Task instructions: Wherever the word "MergeType" appears in a line of the records, copy that line.

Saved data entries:
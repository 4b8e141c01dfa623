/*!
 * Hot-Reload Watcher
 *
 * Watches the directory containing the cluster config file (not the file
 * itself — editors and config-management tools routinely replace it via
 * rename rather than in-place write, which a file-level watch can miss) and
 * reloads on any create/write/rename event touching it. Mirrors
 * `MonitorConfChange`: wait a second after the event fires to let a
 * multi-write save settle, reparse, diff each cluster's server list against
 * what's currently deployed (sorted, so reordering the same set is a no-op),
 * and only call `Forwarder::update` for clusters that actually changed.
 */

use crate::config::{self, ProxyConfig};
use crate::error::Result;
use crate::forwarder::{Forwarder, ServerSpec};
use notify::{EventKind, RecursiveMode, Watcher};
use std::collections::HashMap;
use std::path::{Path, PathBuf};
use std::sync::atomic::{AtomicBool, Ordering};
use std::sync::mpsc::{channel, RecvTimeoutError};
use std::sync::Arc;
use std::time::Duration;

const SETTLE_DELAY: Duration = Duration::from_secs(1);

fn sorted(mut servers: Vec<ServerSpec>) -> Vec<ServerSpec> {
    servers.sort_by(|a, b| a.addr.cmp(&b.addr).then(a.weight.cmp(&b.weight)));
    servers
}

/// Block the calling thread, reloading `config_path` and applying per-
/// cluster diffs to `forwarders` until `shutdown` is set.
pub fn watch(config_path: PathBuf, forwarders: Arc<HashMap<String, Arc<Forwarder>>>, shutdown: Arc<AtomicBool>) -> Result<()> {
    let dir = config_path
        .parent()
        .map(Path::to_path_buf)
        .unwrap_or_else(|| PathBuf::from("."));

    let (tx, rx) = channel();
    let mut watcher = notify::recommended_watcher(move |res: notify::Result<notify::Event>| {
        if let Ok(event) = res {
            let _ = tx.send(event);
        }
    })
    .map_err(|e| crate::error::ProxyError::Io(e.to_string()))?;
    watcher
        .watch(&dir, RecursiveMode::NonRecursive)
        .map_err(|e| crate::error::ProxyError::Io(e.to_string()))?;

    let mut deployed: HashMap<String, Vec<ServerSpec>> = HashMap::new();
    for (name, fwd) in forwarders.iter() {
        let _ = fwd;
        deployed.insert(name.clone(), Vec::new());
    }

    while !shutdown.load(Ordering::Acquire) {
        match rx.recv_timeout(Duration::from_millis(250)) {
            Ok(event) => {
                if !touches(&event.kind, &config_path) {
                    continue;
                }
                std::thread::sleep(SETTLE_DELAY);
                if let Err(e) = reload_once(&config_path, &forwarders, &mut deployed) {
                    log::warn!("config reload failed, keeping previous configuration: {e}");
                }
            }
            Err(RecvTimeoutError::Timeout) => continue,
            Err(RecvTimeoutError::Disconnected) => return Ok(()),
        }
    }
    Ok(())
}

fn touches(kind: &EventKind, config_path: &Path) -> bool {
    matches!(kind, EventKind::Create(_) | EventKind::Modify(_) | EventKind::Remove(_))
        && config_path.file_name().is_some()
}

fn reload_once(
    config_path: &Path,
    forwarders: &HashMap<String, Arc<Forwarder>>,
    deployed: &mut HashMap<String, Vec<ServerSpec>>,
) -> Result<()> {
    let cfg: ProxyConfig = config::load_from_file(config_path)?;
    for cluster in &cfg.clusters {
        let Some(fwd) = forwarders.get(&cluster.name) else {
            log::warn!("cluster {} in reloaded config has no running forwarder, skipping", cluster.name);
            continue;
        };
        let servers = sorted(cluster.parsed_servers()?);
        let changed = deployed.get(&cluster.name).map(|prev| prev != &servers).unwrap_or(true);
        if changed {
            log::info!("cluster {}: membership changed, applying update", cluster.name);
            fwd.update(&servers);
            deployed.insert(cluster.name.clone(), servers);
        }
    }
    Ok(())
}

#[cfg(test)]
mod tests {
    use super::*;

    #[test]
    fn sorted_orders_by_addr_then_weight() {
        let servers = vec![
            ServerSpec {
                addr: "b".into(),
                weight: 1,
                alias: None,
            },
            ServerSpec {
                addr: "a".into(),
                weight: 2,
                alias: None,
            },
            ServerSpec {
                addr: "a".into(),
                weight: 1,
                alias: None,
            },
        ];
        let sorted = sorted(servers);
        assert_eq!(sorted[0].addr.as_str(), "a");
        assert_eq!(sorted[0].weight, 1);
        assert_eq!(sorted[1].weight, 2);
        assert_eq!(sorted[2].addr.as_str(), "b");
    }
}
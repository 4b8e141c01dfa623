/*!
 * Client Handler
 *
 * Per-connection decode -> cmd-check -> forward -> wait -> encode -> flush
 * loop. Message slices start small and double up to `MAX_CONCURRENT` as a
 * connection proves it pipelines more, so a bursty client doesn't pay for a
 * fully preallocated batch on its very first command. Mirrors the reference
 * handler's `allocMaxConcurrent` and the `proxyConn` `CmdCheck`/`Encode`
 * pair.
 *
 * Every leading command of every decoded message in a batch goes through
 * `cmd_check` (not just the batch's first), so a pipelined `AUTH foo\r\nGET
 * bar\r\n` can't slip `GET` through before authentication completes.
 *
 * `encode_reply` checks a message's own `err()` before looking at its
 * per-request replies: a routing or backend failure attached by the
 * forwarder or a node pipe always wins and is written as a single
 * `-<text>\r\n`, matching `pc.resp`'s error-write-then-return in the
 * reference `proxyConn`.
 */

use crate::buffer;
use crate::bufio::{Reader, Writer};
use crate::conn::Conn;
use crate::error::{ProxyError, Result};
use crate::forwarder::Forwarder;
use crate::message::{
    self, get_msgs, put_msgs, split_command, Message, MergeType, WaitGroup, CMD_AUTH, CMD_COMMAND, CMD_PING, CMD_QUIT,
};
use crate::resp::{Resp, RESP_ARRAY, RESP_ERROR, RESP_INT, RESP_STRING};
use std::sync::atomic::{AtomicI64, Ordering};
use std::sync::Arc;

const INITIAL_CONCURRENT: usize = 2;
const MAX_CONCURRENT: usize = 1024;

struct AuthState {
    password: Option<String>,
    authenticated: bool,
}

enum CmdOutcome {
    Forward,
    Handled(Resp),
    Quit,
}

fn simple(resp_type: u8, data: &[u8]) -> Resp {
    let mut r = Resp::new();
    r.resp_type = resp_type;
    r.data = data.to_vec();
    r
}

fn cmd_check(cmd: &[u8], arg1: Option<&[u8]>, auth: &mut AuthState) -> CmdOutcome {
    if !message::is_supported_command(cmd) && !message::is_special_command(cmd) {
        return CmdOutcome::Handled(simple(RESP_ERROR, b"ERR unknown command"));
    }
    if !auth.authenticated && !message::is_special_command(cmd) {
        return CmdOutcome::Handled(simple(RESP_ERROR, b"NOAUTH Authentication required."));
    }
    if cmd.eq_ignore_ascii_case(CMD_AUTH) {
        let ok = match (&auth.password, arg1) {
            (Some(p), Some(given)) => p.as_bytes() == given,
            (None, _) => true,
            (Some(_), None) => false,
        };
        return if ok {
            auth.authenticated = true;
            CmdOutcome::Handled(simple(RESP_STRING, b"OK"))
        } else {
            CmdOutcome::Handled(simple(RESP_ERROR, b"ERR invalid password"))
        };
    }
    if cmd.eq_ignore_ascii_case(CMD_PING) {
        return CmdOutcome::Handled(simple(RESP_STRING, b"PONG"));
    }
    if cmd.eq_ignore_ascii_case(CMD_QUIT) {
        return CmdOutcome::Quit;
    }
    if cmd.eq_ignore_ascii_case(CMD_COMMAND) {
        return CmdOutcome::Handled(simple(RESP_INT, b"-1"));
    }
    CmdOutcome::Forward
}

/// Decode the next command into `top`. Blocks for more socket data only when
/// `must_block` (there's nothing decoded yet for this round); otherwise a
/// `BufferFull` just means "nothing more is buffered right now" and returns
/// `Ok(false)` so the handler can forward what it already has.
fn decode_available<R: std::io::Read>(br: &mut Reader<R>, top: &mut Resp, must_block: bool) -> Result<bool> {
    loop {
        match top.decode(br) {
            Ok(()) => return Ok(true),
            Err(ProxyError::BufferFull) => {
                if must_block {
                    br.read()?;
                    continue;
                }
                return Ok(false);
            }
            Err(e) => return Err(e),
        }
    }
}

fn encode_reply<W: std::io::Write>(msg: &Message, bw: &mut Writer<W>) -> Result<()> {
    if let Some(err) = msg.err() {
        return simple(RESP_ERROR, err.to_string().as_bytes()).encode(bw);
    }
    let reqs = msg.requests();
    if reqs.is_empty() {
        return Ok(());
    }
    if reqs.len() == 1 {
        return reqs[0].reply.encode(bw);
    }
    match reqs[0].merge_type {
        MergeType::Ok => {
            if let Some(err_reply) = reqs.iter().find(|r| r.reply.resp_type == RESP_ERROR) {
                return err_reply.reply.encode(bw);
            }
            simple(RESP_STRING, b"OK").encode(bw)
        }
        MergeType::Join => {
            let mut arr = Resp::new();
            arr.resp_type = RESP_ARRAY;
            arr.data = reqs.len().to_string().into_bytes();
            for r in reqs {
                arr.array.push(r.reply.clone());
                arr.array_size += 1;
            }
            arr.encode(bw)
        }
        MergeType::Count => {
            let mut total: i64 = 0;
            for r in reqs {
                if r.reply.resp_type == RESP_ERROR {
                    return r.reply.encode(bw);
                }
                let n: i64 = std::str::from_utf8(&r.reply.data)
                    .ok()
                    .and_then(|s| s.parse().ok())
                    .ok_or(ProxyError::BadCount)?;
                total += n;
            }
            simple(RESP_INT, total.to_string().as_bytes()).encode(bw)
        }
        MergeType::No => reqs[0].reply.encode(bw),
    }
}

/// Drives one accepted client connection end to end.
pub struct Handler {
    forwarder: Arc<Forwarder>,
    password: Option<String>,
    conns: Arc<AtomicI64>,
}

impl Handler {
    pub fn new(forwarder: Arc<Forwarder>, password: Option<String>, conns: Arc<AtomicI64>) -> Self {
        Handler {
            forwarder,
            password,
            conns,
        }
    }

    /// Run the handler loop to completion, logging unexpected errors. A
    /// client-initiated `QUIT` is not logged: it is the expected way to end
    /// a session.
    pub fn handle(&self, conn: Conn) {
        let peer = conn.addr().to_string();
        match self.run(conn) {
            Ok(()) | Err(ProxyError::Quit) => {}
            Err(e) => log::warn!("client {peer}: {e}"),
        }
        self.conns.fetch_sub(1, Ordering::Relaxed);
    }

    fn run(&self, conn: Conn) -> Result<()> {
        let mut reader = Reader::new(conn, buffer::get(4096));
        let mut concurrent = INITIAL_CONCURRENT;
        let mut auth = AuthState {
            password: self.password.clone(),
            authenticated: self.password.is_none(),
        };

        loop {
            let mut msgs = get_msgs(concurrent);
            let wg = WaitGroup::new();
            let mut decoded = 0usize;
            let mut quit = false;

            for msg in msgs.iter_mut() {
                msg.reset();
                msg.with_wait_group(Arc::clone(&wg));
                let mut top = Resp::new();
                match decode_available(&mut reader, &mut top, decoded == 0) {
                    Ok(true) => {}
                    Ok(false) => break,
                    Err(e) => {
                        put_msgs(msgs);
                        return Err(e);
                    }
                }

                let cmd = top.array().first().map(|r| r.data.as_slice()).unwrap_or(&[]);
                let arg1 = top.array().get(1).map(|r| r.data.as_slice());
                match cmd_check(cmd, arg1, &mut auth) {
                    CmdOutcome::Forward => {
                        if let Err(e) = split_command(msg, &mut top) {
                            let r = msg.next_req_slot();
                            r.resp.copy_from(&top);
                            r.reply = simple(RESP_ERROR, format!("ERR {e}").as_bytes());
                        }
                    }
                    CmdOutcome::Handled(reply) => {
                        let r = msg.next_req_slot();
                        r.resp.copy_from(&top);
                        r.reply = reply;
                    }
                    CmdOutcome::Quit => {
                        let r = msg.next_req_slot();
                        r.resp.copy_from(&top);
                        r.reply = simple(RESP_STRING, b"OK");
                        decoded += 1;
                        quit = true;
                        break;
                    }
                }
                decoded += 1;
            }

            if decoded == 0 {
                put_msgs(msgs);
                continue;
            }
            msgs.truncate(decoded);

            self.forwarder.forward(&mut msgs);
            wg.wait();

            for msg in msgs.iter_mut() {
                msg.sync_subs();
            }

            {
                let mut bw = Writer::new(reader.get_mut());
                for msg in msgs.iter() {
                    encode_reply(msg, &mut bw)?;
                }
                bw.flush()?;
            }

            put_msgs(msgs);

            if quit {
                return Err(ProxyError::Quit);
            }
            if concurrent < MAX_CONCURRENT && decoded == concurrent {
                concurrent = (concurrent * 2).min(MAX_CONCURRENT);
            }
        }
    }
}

Task response:
    self, get_msgs, put_msgs, split_command, Message, MergeType, WaitGroup, CMD_AUTH, CMD_COMMAND, CMD_PING, CMD_QUIT,
        MergeType::Ok => {
        MergeType::Join => {
        MergeType::Count => {
        MergeType::No => reqs[0].reply.encode(bw),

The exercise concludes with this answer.